- _Problem statement_
Word for word, transcribe all of the records.

- _Data for this exercise_
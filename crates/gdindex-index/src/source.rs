//! Resolving the input (folder or zip archive) to a directory to index.

use std::fs::{self, File};
use std::io;
use std::path::{Path, PathBuf};

use gdindex_core::IndexError;

/// Scratch directory, under the output directory, that archives unpack into.
pub const SCRATCH_DIR: &str = "_unzipped";

/// Top-level archive entries skipped when locating the project root.
const METADATA_PREFIX: &str = "__MACOSX";

/// What to index.
#[derive(Debug, Clone, PartialEq, Eq)]
pub enum IndexSource {
    /// A project directory on disk.
    Folder(PathBuf),
    /// A zip archive of a project.
    Archive(PathBuf),
}

impl IndexSource {
    /// Directory the indexer should walk.
    ///
    /// Archives are unpacked into `<output_dir>/_unzipped` first, replacing
    /// whatever a previous run left there.
    pub fn resolve_root(&self, output_dir: &Path) -> Result<PathBuf, IndexError> {
        match self {
            Self::Folder(path) => {
                let metadata = fs::metadata(path).map_err(|e| IndexError::io(path, e))?;
                if !metadata.is_dir() {
                    return Err(IndexError::NotADirectory { path: path.clone() });
                }
                Ok(path.clone())
            }
            Self::Archive(archive) => {
                let scratch = output_dir.join(SCRATCH_DIR);
                if scratch.exists() {
                    fs::remove_dir_all(&scratch).map_err(|e| IndexError::io(&scratch, e))?;
                }
                fs::create_dir_all(&scratch).map_err(|e| IndexError::io(&scratch, e))?;

                let count = extract_archive(archive, &scratch)?;
                let root = effective_root(&scratch)?;
                tracing::info!(
                    archive = %archive.display(),
                    files = count,
                    root = %root.display(),
                    "archive extracted"
                );
                Ok(root)
            }
        }
    }

    /// Path given by the operator.
    pub fn path(&self) -> &Path {
        match self {
            Self::Folder(path) | Self::Archive(path) => path,
        }
    }
}

/// Unpack `archive` into `dest`, returning the number of files written.
///
/// Entries whose names would escape `dest` are skipped.
pub fn extract_archive(archive: &Path, dest: &Path) -> Result<usize, IndexError> {
    let file = File::open(archive).map_err(|e| IndexError::io(archive, e))?;
    let mut zip = zip::ZipArchive::new(file)
        .map_err(|e| IndexError::archive(archive, format!("Invalid or corrupt zip: {e}")))?;

    let mut count = 0;
    for i in 0..zip.len() {
        let mut entry = zip
            .by_index(i)
            .map_err(|e| IndexError::archive(archive, format!("Failed to read entry {i}: {e}")))?;

        let entry_path = match entry.enclosed_name() {
            Some(p) => p.to_path_buf(),
            None => {
                tracing::warn!(entry = entry.name(), "skipping archive entry with unsafe path");
                continue;
            }
        };

        let output_path = dest.join(&entry_path);
        if entry.is_dir() {
            fs::create_dir_all(&output_path).map_err(|e| IndexError::io(&output_path, e))?;
        } else {
            if let Some(parent) = output_path.parent() {
                fs::create_dir_all(parent).map_err(|e| IndexError::io(parent, e))?;
            }
            let mut outfile =
                File::create(&output_path).map_err(|e| IndexError::io(&output_path, e))?;
            io::copy(&mut entry, &mut outfile).map_err(|e| IndexError::io(&output_path, e))?;
            count += 1;
        }
    }

    Ok(count)
}

/// The single top-level directory of `scratch`, or `scratch` itself when
/// there are several top-level entries.
pub fn effective_root(scratch: &Path) -> Result<PathBuf, IndexError> {
    let entries: Vec<PathBuf> = fs::read_dir(scratch)
        .map_err(|e| IndexError::io(scratch, e))?
        .filter_map(|entry| entry.ok())
        .filter(|entry| !entry.file_name().to_string_lossy().starts_with(METADATA_PREFIX))
        .map(|entry| entry.path())
        .collect();

    match entries.as_slice() {
        [only] if only.is_dir() => Ok(only.clone()),
        _ => Ok(scratch.to_path_buf()),
    }
}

- _Answer section_
filename crates/gdindex-index/src/source.rs
//! Resolving the input (folder or zip archive) to a directory to index.

use std::fs::{self, File};
use std::io;
use std::path::{Path, PathBuf};

use gdindex_core::IndexError;

/// Scratch directory, under the output directory, that archives unpack into.
pub const SCRATCH_DIR: &str = "_unzipped";

/// Top-level archive entries skipped when locating the project root.
const METADATA_PREFIX: &str = "__MACOSX";

/// What to index.
#[derive(Debug, Clone, PartialEq, Eq)]
pub enum IndexSource {
    /// A project directory on disk.
    Folder(PathBuf),
    /// A zip archive of a project.
    Archive(PathBuf),
}

impl IndexSource {
    /// Directory the indexer should walk.
    ///
    /// Archives are unpacked into `<output_dir>/_unzipped` first, replacing
    /// whatever a previous run left there.
    pub fn resolve_root(&self, output_dir: &Path) -> Result<PathBuf, IndexError> {
        match self {
            Self::Folder(path) => {
                let metadata = fs::metadata(path).map_err(|e| IndexError::io(path, e))?;
                if !metadata.is_dir() {
                    return Err(IndexError::NotADirectory { path: path.clone() });
                }
                Ok(path.clone())
            }
            Self::Archive(archive) => {
                let scratch = output_dir.join(SCRATCH_DIR);
                if scratch.exists() {
                    fs::remove_dir_all(&scratch).map_err(|e| IndexError::io(&scratch, e))?;
                }
                fs::create_dir_all(&scratch).map_err(|e| IndexError::io(&scratch, e))?;

                let count = extract_archive(archive, &scratch)?;
                let root = effective_root(&scratch)?;
                tracing::info!(
                    archive = %archive.display(),
                    files = count,
                    root = %root.display(),
                    "archive extracted"
                );
                Ok(root)
            }
        }
    }

    /// Path given by the operator.
    pub fn path(&self) -> &Path {
        match self {
            Self::Folder(path) | Self::Archive(path) => path,
        }
    }
}

/// Unpack `archive` into `dest`, returning the number of files written.
///
/// Entries whose names would escape `dest` are skipped.
pub fn extract_archive(archive: &Path, dest: &Path) -> Result<usize, IndexError> {
    let file = File::open(archive).map_err(|e| IndexError::io(archive, e))?;
    let mut zip = zip::ZipArchive::new(file)
        .map_err(|e| IndexError::archive(archive, format!("Invalid or corrupt zip: {e}")))?;

    let mut count = 0;
    for i in 0..zip.len() {
        let mut entry = zip
            .by_index(i)
            .map_err(|e| IndexError::archive(archive, format!("Failed to read entry {i}: {e}")))?;

        let entry_path = match entry.enclosed_name() {
            Some(p) => p.to_path_buf(),
            None => {
                tracing::warn!(entry = entry.name(), "skipping archive entry with unsafe path");
                continue;
            }
        };

        let output_path = dest.join(&entry_path);
        if entry.is_dir() {
            fs::create_dir_all(&output_path).map_err(|e| IndexError::io(&output_path, e))?;
        } else {
            if let Some(parent) = output_path.parent() {
                fs::create_dir_all(parent).map_err(|e| IndexError::io(parent, e))?;
            }
            let mut outfile =
                File::create(&output_path).map_err(|e| IndexError::io(&output_path, e))?;
            io::copy(&mut entry, &mut outfile).map_err(|e| IndexError::io(&output_path, e))?;
            count += 1;
        }
    }

    Ok(count)
}

/// The single top-level directory of `scratch`, or `scratch` itself when
/// there are several top-level entries.
pub fn effective_root(scratch: &Path) -> Result<PathBuf, IndexError> {
    let entries: Vec<PathBuf> = fs::read_dir(scratch)
        .map_err(|e| IndexError::io(scratch, e))?
        .filter_map(|entry| entry.ok())
        .filter(|entry| !entry.file_name().to_string_lossy().starts_with(METADATA_PREFIX))
        .map(|entry| entry.path())
        .collect();

    match entries.as_slice() {
        [only] if only.is_dir() => Ok(only.clone()),
        _ => Ok(scratch.to_path_buf()),
    }
}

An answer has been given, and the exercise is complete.